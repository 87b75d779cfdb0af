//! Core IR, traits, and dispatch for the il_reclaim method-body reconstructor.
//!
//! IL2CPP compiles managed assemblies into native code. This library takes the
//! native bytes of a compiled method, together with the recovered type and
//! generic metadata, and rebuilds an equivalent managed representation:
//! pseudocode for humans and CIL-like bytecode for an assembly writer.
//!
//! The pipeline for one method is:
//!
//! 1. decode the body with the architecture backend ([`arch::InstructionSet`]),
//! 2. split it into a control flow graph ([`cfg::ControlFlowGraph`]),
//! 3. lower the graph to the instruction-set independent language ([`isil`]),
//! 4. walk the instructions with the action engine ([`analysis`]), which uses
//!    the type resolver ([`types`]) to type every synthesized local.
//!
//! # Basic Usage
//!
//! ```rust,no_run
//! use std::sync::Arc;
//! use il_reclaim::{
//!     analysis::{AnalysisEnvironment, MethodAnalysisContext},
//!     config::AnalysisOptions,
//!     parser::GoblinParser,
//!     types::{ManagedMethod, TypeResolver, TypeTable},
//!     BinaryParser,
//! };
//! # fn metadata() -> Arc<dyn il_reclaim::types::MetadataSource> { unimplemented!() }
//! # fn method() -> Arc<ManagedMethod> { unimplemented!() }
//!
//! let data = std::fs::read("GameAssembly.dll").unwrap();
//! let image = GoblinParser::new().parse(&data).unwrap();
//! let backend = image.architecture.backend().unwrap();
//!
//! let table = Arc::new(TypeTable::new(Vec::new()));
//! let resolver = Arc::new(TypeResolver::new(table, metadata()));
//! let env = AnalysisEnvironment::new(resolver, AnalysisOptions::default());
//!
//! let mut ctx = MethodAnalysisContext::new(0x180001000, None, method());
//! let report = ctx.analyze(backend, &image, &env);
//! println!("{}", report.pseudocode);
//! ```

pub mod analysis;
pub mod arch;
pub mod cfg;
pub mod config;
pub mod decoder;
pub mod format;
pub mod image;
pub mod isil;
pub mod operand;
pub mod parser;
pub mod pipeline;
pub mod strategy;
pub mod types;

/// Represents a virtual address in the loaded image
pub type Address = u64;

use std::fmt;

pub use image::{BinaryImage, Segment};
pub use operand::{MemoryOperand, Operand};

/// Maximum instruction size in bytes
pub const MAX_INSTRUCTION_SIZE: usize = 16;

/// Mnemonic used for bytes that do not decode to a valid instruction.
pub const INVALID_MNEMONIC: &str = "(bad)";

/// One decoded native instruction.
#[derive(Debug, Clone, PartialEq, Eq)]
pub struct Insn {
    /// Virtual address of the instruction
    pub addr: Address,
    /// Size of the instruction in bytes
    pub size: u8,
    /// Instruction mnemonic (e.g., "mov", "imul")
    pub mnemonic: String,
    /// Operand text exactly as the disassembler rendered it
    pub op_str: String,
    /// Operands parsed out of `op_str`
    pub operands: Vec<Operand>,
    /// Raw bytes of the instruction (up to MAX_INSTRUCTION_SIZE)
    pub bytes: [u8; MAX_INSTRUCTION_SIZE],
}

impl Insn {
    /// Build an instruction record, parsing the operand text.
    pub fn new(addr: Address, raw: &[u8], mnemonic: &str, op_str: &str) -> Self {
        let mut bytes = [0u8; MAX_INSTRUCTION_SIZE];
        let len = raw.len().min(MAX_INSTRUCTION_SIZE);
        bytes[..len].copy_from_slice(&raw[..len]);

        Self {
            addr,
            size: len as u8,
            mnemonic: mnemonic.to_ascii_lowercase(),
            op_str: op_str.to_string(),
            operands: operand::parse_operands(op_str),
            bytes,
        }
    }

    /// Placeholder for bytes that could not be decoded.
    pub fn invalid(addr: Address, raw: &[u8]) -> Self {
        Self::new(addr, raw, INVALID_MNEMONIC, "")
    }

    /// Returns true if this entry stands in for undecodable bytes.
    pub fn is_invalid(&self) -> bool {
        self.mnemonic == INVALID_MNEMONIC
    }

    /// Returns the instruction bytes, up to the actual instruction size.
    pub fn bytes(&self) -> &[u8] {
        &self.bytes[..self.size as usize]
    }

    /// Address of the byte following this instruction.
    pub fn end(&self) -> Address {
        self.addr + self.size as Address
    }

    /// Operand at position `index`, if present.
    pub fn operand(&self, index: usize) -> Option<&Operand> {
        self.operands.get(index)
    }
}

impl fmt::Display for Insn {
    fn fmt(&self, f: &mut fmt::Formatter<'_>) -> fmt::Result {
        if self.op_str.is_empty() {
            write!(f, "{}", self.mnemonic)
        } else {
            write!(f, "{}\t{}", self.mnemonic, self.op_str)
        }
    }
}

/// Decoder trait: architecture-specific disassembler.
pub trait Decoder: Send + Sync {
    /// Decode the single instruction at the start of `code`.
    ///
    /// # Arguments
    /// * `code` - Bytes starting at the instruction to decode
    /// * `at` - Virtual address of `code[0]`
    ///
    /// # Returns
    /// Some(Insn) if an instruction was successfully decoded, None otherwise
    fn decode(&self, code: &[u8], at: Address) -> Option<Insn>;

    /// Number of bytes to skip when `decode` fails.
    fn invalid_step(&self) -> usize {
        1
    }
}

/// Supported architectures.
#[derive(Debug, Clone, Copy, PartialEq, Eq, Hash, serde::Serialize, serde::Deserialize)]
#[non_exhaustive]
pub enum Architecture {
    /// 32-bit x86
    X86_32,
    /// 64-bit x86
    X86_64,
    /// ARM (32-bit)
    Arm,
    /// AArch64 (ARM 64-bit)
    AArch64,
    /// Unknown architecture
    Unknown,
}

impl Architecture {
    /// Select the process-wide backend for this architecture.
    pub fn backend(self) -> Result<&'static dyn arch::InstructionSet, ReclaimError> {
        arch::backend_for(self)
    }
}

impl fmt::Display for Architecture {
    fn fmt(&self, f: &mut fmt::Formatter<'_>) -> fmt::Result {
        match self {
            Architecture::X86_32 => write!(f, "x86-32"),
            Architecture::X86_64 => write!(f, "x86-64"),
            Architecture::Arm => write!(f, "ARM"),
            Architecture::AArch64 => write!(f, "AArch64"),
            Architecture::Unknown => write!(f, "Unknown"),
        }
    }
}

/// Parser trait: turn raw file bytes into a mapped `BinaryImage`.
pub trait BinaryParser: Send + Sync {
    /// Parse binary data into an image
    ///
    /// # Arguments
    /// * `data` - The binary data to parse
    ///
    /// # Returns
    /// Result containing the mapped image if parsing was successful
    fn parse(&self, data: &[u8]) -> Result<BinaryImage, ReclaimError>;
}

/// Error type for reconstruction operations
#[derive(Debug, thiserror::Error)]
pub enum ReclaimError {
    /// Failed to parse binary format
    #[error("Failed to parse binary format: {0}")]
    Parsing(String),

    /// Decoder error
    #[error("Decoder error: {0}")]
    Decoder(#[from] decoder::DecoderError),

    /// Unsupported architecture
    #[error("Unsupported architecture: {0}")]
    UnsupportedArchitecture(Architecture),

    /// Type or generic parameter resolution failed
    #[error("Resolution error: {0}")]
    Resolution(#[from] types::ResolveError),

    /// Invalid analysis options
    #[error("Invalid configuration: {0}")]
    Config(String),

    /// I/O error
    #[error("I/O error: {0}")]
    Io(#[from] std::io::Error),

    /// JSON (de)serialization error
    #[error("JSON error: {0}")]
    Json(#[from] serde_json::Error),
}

■ ■ ■ ■ ■ ■ ■

Every line above with the word "Clone" belongs in the answer, copied as written.

#[derive(Debug, Clone, PartialEq, Eq)]
#[derive(Debug, Clone, Copy, PartialEq, Eq, Hash, serde::Serialize, serde::Deserialize)]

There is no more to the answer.